Cek Artikel:  Habis Tapera Terbitlah Asuransi

Menurunnya jumlah kelas menengah sejatinya menjadi indikasi kuat bahwa ada problem serius dalam hal fundamental ekonomi nasional, sekaligus menunjukkan betapa kedodorannya kebijakan ekonomi pemerintah. Kelas menengah selalu disebut-sebut sebagai bantalan dari perekonomian nasional, tetapi strategi untuk mengungkit kapasitas mereka tak pernah terlembagakan dengan baik.

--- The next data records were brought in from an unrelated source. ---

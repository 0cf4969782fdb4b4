pub mod health;

use axum::{
    routing::{get, post},
    Router,
};

use crate::auth::handlers as auth_handlers;
use crate::generation::handlers as generation_handlers;
use crate::progress::handlers as progress_handlers;
use crate::session::handlers as session_handlers;
use crate::state::AppState;

pub fn build_router(state: AppState) -> Router {
    Router::new()
        .route("/health", get(health::health_handler))
        // Sessions and the roadmap view
        .route(
            "/api/v1/sessions",
            post(session_handlers::handle_create_session),
        )
        .route(
            "/api/v1/sessions/:id/view",
            get(session_handlers::handle_get_view),
        )
        .route(
            "/api/v1/sessions/:id/roadmap/generate",
            post(generation_handlers::handle_generate_roadmap),
        )
        .route(
            "/api/v1/sessions/:id/roadmap/items/toggle",
            post(session_handlers::handle_toggle_item),
        )
        .route(
            "/api/v1/sessions/:id/roadmap/steps/:step/advice",
            post(generation_handlers::handle_step_advice),
        )
        .route(
            "/api/v1/sessions/:id/roadmap/save",
            post(session_handlers::handle_save),
        )
        .route(
            "/api/v1/sessions/:id/roadmap/resume",
            post(session_handlers::handle_resume),
        )
        .route(
            "/api/v1/sessions/:id/roadmap/reset",
            post(session_handlers::handle_reset),
        )
        // Saved progress
        .route(
            "/api/v1/sessions/:id/progress",
            get(progress_handlers::handle_get_progress)
                .delete(progress_handlers::handle_delete_progress),
        )
        // Sign-in state
        .route(
            "/api/v1/sessions/:id/auth/sign-in",
            post(auth_handlers::handle_sign_in),
        )
        .route(
            "/api/v1/sessions/:id/auth/sign-out",
            post(auth_handlers::handle_sign_out),
        )
        .route(
            "/api/v1/sessions/:id/auth/me",
            get(auth_handlers::handle_me),
        )
        .with_state(state)
}
//! Axum route handlers for sign-in state.

use axum::{
    extract::{Path, State},
    http::StatusCode,
    Json,
};
use serde::Serialize;
use uuid::Uuid;

use crate::auth::{SignInOutcome, SignInRequest};
use crate::errors::AppError;
use crate::models::user::AuthUser;
use crate::state::AppState;

#[derive(Debug, Serialize)]
pub struct SignInResponse {
    pub status: String,
    #[serde(skip_serializing_if = "Option::is_none")]
    pub user: Option<AuthUser>,
    #[serde(skip_serializing_if = "Option::is_none")]
    pub message: Option<String>,
}

/// POST /api/v1/sessions/:id/auth/sign-in
///
/// Settles the provider popup: verifies the ID token, or reports the popup's
/// error code. Cancellation is a normal outcome with no message.
pub async fn handle_sign_in(
    State(state): State<AppState>,
    Path(session_id): Path<Uuid>,
    Json(request): Json<SignInRequest>,
) -> Result<Json<SignInResponse>, AppError> {
    let session = state.sessions.require(session_id).await?;

    let response = match state.auth.sign_in(&session, request).await {
        SignInOutcome::SignedIn(user) => SignInResponse {
            status: "signed_in".to_string(),
            user: Some(user),
            message: None,
        },
        SignInOutcome::Cancelled => SignInResponse {
            status: "cancelled".to_string(),
            user: None,
            message: None,
        },
        SignInOutcome::Failed(message) => SignInResponse {
            status: "error".to_string(),
            user: None,
            message: Some(message),
        },
    };

    Ok(Json(response))
}

/// POST /api/v1/sessions/:id/auth/sign-out
pub async fn handle_sign_out(
    State(state): State<AppState>,
    Path(session_id): Path<Uuid>,
) -> Result<StatusCode, AppError> {
    let session = state.sessions.require(session_id).await?;
    state.auth.sign_out(&session);
    Ok(StatusCode::NO_CONTENT)
}

#[derive(Debug, Serialize)]
pub struct MeResponse {
    pub authenticated: bool,
    pub user: Option<AuthUser>,
}

/// GET /api/v1/sessions/:id/auth/me
pub async fn handle_me(
    State(state): State<AppState>,
    Path(session_id): Path<Uuid>,
) -> Result<Json<MeResponse>, AppError> {
    let session = state.sessions.require(session_id).await?;
    let user = session.current_user();

    Ok(Json(MeResponse {
        authenticated: user.is_some(),
        user,
    }))
}
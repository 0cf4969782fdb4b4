//! Axum route handlers for the Generation API.
//!
//! Generation results come back in-band as an `ActionOutcome` envelope, even
//! on LLM failure. `AppError` is reserved for infrastructure problems:
//! unknown sessions, invalid input, missing steps.

use axum::{
    extract::{Path, State},
    Json,
};
use std::collections::HashMap;
use uuid::Uuid;

use crate::errors::AppError;
use crate::generation::actions::{
    generate_advice_action, generate_roadmap_action, ActionOutcome,
};
use crate::generation::advice::{GenerateAdviceInput, GenerateAdviceOutput};
use crate::generation::roadmap::{GenerateRoadmapInput, GenerateRoadmapOutput};
use crate::state::AppState;

/// POST /api/v1/sessions/:id/roadmap/generate
///
/// Generates a roadmap from the goal and skills description. On success the
/// session switches to display mode with all items unchecked; on failure the
/// current view is left untouched.
pub async fn handle_generate_roadmap(
    State(state): State<AppState>,
    Path(session_id): Path<Uuid>,
    Json(request): Json<GenerateRoadmapInput>,
) -> Result<Json<ActionOutcome<GenerateRoadmapOutput>>, AppError> {
    let session = state.sessions.require(session_id).await?;

    if request.goal.chars().count() < 2 {
        return Err(AppError::Validation(
            "goal must be at least 2 characters".to_string(),
        ));
    }

    let outcome = generate_roadmap_action(&state.llm, &request).await;

    if outcome.success {
        if let Some(output) = &outcome.data {
            let mut view = session.view().lock().await;
            view.enter_display(
                output.roadmap.clone(),
                request.goal.clone(),
                request.current_skills.clone(),
                HashMap::new(),
            );
        }
    }

    Ok(Json(outcome))
}

/// POST /api/v1/sessions/:id/roadmap/steps/:step/advice
///
/// Returns advice for one roadmap step. Successful advice is cached on the
/// session, so asking again for the same step is free until the roadmap
/// changes.
pub async fn handle_step_advice(
    State(state): State<AppState>,
    Path((session_id, step_index)): Path<(Uuid, usize)>,
) -> Result<Json<ActionOutcome<GenerateAdviceOutput>>, AppError> {
    let session = state.sessions.require(session_id).await?;

    let input = {
        let view = session.view().lock().await;
        let display = view.display().ok_or_else(|| {
            AppError::Validation("No active roadmap in this session".to_string())
        })?;

        if let Some(cached) = display.cached_advice(step_index) {
            return Ok(Json(ActionOutcome::ok(cached.clone())));
        }

        let step = display
            .roadmap
            .get(step_index)
            .ok_or_else(|| AppError::NotFound(format!("Step {step_index} not found")))?;

        GenerateAdviceInput {
            roadmap_step: step.title.clone(),
            user_skills: display.current_skills.clone(),
            goal: display.goal.clone(),
        }
    };

    // View lock is released while the LLM call runs.
    let outcome = generate_advice_action(&state.llm, &input).await;

    if outcome.success {
        if let Some(advice) = &outcome.data {
            let mut view = session.view().lock().await;
            if let Some(display) = view.display_mut() {
                // Cache only if the step is still the one the advice was
                // generated for; the roadmap may have been regenerated while
                // the call was in flight.
                if display.roadmap.get(step_index).map(|s| &s.title) == Some(&input.roadmap_step) {
                    display.cache_advice(step_index, advice.clone());
                }
            }
        }
    }

    Ok(Json(outcome))
}
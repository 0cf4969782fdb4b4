// User-facing wrappers around the generation flows. Generation failures never
// escape this module as errors: callers get an in-band outcome carrying the
// message the UI shows, and the user decides whether to retry.

use serde::Serialize;
use tracing::error;

use crate::generation::advice::{generate_advice, GenerateAdviceInput, GenerateAdviceOutput};
use crate::generation::roadmap::{generate_roadmap, GenerateRoadmapInput, GenerateRoadmapOutput};
use crate::llm_client::LlmClient;

/// Advice failures show a fixed message; the underlying error only goes to the logs.
pub const ADVICE_ERROR_MESSAGE: &str = "Failed to generate AI advice. Please try again later.";
/// Roadmap failures keep the underlying error visible after this prefix.
pub const ROADMAP_ERROR_PREFIX: &str = "Failed to generate the roadmap. ";

/// Result envelope for the generation actions. Exactly one of `data` and
/// `error` is set, according to `success`.
#[derive(Debug, Serialize)]
pub struct ActionOutcome<T> {
    pub success: bool,
    #[serde(skip_serializing_if = "Option::is_none")]
    pub data: Option<T>,
    #[serde(skip_serializing_if = "Option::is_none")]
    pub error: Option<String>,
}

impl<T> ActionOutcome<T> {
    pub fn ok(data: T) -> Self {
        Self {
            success: true,
            data: Some(data),
            error: None,
        }
    }

    pub fn err(message: impl Into<String>) -> Self {
        Self {
            success: false,
            data: None,
            error: Some(message.into()),
        }
    }
}

pub async fn generate_roadmap_action(
    llm: &LlmClient,
    input: &GenerateRoadmapInput,
) -> ActionOutcome<GenerateRoadmapOutput> {
    match generate_roadmap(llm, input).await {
        Ok(output) => ActionOutcome::ok(output),
        Err(e) => {
            error!("Roadmap generation failed: {e}");
            ActionOutcome::err(format!("{ROADMAP_ERROR_PREFIX}{e}"))
        }
    }
}

pub async fn generate_advice_action(
    llm: &LlmClient,
    input: &GenerateAdviceInput,
) -> ActionOutcome<GenerateAdviceOutput> {
    match generate_advice(llm, input).await {
        Ok(output) => ActionOutcome::ok(output),
        Err(e) => {
            error!("Advice generation failed: {e}");
            ActionOutcome::err(ADVICE_ERROR_MESSAGE)
        }
    }
}
use anyhow::Result;
use sqlx::postgres::PgPoolOptions;
use sqlx::PgPool;
use tracing::info;

/// Creates and returns a PostgreSQL connection pool.
pub async fn create_pool(database_url: &str) -> Result<PgPool> {
    info!("Connecting to PostgreSQL...");

    let pool = PgPoolOptions::new()
        .max_connections(10)
        .connect(database_url)
        .await?;

    info!("PostgreSQL connection pool established");
    Ok(pool)
}

/// Applies any pending migrations from the `migrations/` directory.
pub async fn run_migrations(pool: &PgPool) -> Result<()> {
    sqlx::migrate!("./migrations").run(pool).await?;
    info!("Database migrations applied");
    Ok(())
}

Alih-alih menaikkan kelas, untuk sekadar menjaga mereka tetap berada di gerbong kelas menengah saja pemerintah kepayahan. Terbukti dari data BPS selama lima tahun terakhir tadi, berjuta-juta masyarakat kelas menengah justru terpaksa turun kasta. Masyarakat kelas menengah dan aspiring middle class kini malah lebih dekat kepada garis kemiskinan ketimbang kelas di atasnya.

Pemerintah semestinya tidak boleh mengamuflase persoalan sekrusial ini dengan sekadar menganggap itu sebagai tren fenomena global. “Itu problem yang terjadi hampir di semua negara,” kata Presiden Joko Widodo saat ditanya wartawan terkait dengan terus menyusutnya jumlah kelas menengah, Jumat (30/8) lalu.

Cek Artikel:  Jangan Mengendur Kawal Pilkada

Dari jawaban bernada ngeles itu, kiranya publik boleh menduga bahwa pemerintah memang tak memiliki strategi jitu untuk lepas dari jerat masalah tersebut. Jawaban seperti itu hampir sama nuansanya seperti ketika pemerintah terus saja menyalahkan pandemi covid-19 sebagai biang kerok luruhnya pertahanan kaum kelas menengah.

Betul, tidak ada yang membantah bahwa pandemi covid-19 menimbulkan dampak jangka panjang (scarring effect) terhadap perekonomian nasional. Tetapi, jangan lupa, ada data lain yang disampaikan Lembaga Penyelidikan Ekonomi dan Masyarakat (LPEM) UI, bahwa penurunan jumlah kelas menengah itu sudah terjadi sejak 2018 atau dua tahun sebelum pandemi covid-19 melanda dunia.

Maksudnya, sebelum penurunan kelas menengah itu menjadi fenomena di hampir semua negara alias menjadi tren global pascapandemi, Indonesia sudah memulai tren itu sebelumnya. Maka, bila berpatokan dari itu, boleh jadi bukan pandemi yang jadi biang keroknya, melainkan pemerintah yang tidak sigap mengantisipasi gejalanya sejak awal.

Cek Artikel:  Lihat Rekam Karya Para Capres

Pilar dari kelas menengah ialah sektor formal dan manufaktur, terutama yang memiliki produktivitas tinggi. Tanpa memfokuskan kebijakan pada dua hal tersebut, upaya mengerek kelas menengah hanya akan jadi angan-angan. Celakanya, di saat yang sama, kinerja manufaktur domestik juga terus melemah dan tertekan.

Karena itu, tidak ada cerita lain, pemerintah harus melakukan reformasi iklim usaha secara struktural dan mempercepat reformasi kualitas SDM. Itu tidak hanya akan menguatkan lagi sektor manufaktur, tapi juga sekaligus menjadi langkah awal untuk meningkatkan jumlah masyarakat kelas menengah.